#### ACTIVITY:
Beneath this instruction is a block of data; output from it exactly the lines that run from the one containing "info.ranges.extend(ranges.iter().copied());" through the one containing "tunnel is unknown", inclusive.

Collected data
+---+

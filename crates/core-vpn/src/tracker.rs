//! Tunnel range bookkeeping

use crate::error::VpnError;
use permsync_core_identity::{ensure_disjoint, ranges_contain, Uid, UidRange};
use serde::Serialize;
use std::collections::{BTreeMap, BTreeSet};
use tracing::{debug, warn};

/// Current state of one tunnel
#[derive(Debug, Clone, PartialEq, Eq, Serialize)]
pub struct TunnelInfo {
    /// UID of the VPN app that owns the tunnel
    pub owner: Uid,
    /// Disjoint ranges currently routed through the tunnel
    pub ranges: BTreeSet<UidRange>,
}

impl TunnelInfo {
    fn covers(&self, uid: Uid) -> bool {
        uid != self.owner && ranges_contain(&self.ranges, uid)
    }
}

/// Tunnel identifier -> owner and range-set
#[derive(Debug, Clone, Default)]
pub struct VpnRangeTracker {
    tunnels: BTreeMap<String, TunnelInfo>,
}

impl VpnRangeTracker {
    pub fn new() -> Self {
        Self::default()
    }

    /// Install `ranges` for `tunnel` and return the installed UIDs they cover
    ///
    /// The returned set excludes `owner`. Ranges are merged into the tunnel's
    /// existing set; they must be disjoint from each other and from what is
    /// already routed. Nothing changes when an error is returned.
    pub fn ranges_added(
        &mut self,
        tunnel: &str,
        ranges: &[UidRange],
        owner: Uid,
        installed: &BTreeSet<Uid>,
    ) -> Result<BTreeSet<Uid>, VpnError> {
        ensure_disjoint(ranges)?;

        if let Some(info) = self.tunnels.get(tunnel) {
            if info.owner != owner {
                return Err(VpnError::OwnerConflict {
                    tunnel: tunnel.to_string(),
                    existing: info.owner,
                    requested: owner,
                });
            }
            for range in ranges {
                if let Some(existing) = info.ranges.iter().find(|r| r.overlaps(range)) {
                    return Err(VpnError::OverlapsExisting {
                        tunnel: tunnel.to_string(),
                        range: *range,
                        existing: *existing,
                    });
                }
            }
        }

        if ranges.is_empty() {
            return Ok(BTreeSet::new());
        }

        let covered = intersect(ranges, owner, installed);
        let info = self
            .tunnels
            .entry(tunnel.to_string())
            .or_insert_with(|| TunnelInfo {
                owner,
                ranges: BTreeSet::new(),
            });
        info.ranges.extend(ranges.iter().copied());

        debug!(
            tunnel,
            owner = %owner,
            ranges = ranges.len(),
            covered = covered.len(),
            "VPN ranges added"
        );
        Ok(covered)
    }

    /// Remove `ranges` from `tunnel` and return the installed UIDs they covered
    ///
    /// Ranges that are not part of the tunnel's set are skipped. Once the last
    /// range is gone the tunnel becomes unknown.
    pub fn ranges_removed(
        &mut self,
        tunnel: &str,
        ranges: &[UidRange],
        owner: Uid,
        installed: &BTreeSet<Uid>,
    ) -> Result<BTreeSet<Uid>, VpnError> {
        let info = self
            .tunnels
            .get_mut(tunnel)
            .ok_or_else(|| VpnError::UnknownTunnel(tunnel.to_string()))?;
        if info.owner != owner {
            return Err(VpnError::OwnerConflict {
                tunnel: tunnel.to_string(),
                existing: info.owner,
                requested: owner,
            });
        }

        let mut removed = Vec::with_capacity(ranges.len());
        for range in ranges {
            if info.ranges.remove(range) {
                removed.push(*range);
            } else {
                warn!(
                    tunnel,
                    range = %range,
                    "Ignoring removal of a range the tunnel does not route"
                );
            }
        }

        let covered = intersect(&removed, owner, installed);
        if info.ranges.is_empty() {
            self.tunnels.remove(tunnel);
            debug!(tunnel, "Last VPN range removed, tunnel forgotten");
        }
        Ok(covered)
    }

    /// Forget `tunnel` and return the owner plus every installed UID it covered
    pub fn disconnected(
        &mut self,
        tunnel: &str,
        installed: &BTreeSet<Uid>,
    ) -> Result<(Uid, BTreeSet<Uid>), VpnError> {
        let info = self
            .tunnels
            .remove(tunnel)
            .ok_or_else(|| VpnError::UnknownTunnel(tunnel.to_string()))?;
        let covered = installed
            .iter()
            .copied()
            .filter(|uid| info.covers(*uid))
            .collect();
        Ok((info.owner, covered))
    }

    /// Range-set of `tunnel`, `None` if the tunnel is unknown
    pub fn ranges(&self, tunnel: &str) -> Option<&BTreeSet<UidRange>> {
        self.tunnels.get(tunnel).map(|info| &info.ranges)
    }

    /// Every active tunnel whose ranges cover `uid`, skipping tunnels owned by it
    pub fn tunnels_covering(&self, uid: Uid) -> Vec<&str> {
        self.tunnels
            .iter()
            .filter(|(_, info)| info.covers(uid))
            .map(|(name, _)| name.as_str())
            .collect()
    }

    /// Derived view: installed UID -> tunnels covering it
    pub fn coverage(&self, installed: &BTreeSet<Uid>) -> BTreeMap<Uid, BTreeSet<String>> {
        let mut coverage: BTreeMap<Uid, BTreeSet<String>> = BTreeMap::new();
        for uid in installed {
            for name in self.tunnels_covering(*uid) {
                coverage.entry(*uid).or_default().insert(name.to_string());
            }
        }
        coverage
    }

    pub fn iter(&self) -> impl Iterator<Item = (&str, &TunnelInfo)> {
        self.tunnels.iter().map(|(name, info)| (name.as_str(), info))
    }

    pub fn len(&self) -> usize {
        self.tunnels.len()
    }

    pub fn is_empty(&self) -> bool {
        self.tunnels.is_empty()
    }

    pub fn clear(&mut self) {
        self.tunnels.clear();
    }
}

fn intersect(ranges: &[UidRange], owner: Uid, installed: &BTreeSet<Uid>) -> BTreeSet<Uid> {
    installed
        .iter()
        .copied()
        .filter(|uid| *uid != owner && ranges_contain(ranges, *uid))
        .collect()
}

+---+

#### ANSWER BELOW:
        info.ranges.extend(ranges.iter().copied());

        debug!(
            tunnel,
            owner = %owner,
            ranges = ranges.len(),
            covered = covered.len(),
            "VPN ranges added"
        );
        Ok(covered)
    }

    /// Remove `ranges` from `tunnel` and return the installed UIDs they covered
    ///
    /// Ranges that are not part of the tunnel's set are skipped. Once the last
    /// range is gone the tunnel becomes unknown.
    pub fn ranges_removed(
        &mut self,
        tunnel: &str,
        ranges: &[UidRange],
        owner: Uid,
        installed: &BTreeSet<Uid>,
    ) -> Result<BTreeSet<Uid>, VpnError> {
        let info = self
            .tunnels
            .get_mut(tunnel)
            .ok_or_else(|| VpnError::UnknownTunnel(tunnel.to_string()))?;
        if info.owner != owner {
            return Err(VpnError::OwnerConflict {
                tunnel: tunnel.to_string(),
                existing: info.owner,
                requested: owner,
            });
        }

        let mut removed = Vec::with_capacity(ranges.len());
        for range in ranges {
            if info.ranges.remove(range) {
                removed.push(*range);
            } else {
                warn!(
                    tunnel,
                    range = %range,
                    "Ignoring removal of a range the tunnel does not route"
                );
            }
        }

        let covered = intersect(&removed, owner, installed);
        if info.ranges.is_empty() {
            self.tunnels.remove(tunnel);
            debug!(tunnel, "Last VPN range removed, tunnel forgotten");
        }
        Ok(covered)
    }

    /// Forget `tunnel` and return the owner plus every installed UID it covered
    pub fn disconnected(
        &mut self,
        tunnel: &str,
        installed: &BTreeSet<Uid>,
    ) -> Result<(Uid, BTreeSet<Uid>), VpnError> {
        let info = self
            .tunnels
            .remove(tunnel)
            .ok_or_else(|| VpnError::UnknownTunnel(tunnel.to_string()))?;
        let covered = installed
            .iter()
            .copied()
            .filter(|uid| info.covers(*uid))
            .collect();
        Ok((info.owner, covered))
    }

    /// Range-set of `tunnel`, `None` if the tunnel is unknown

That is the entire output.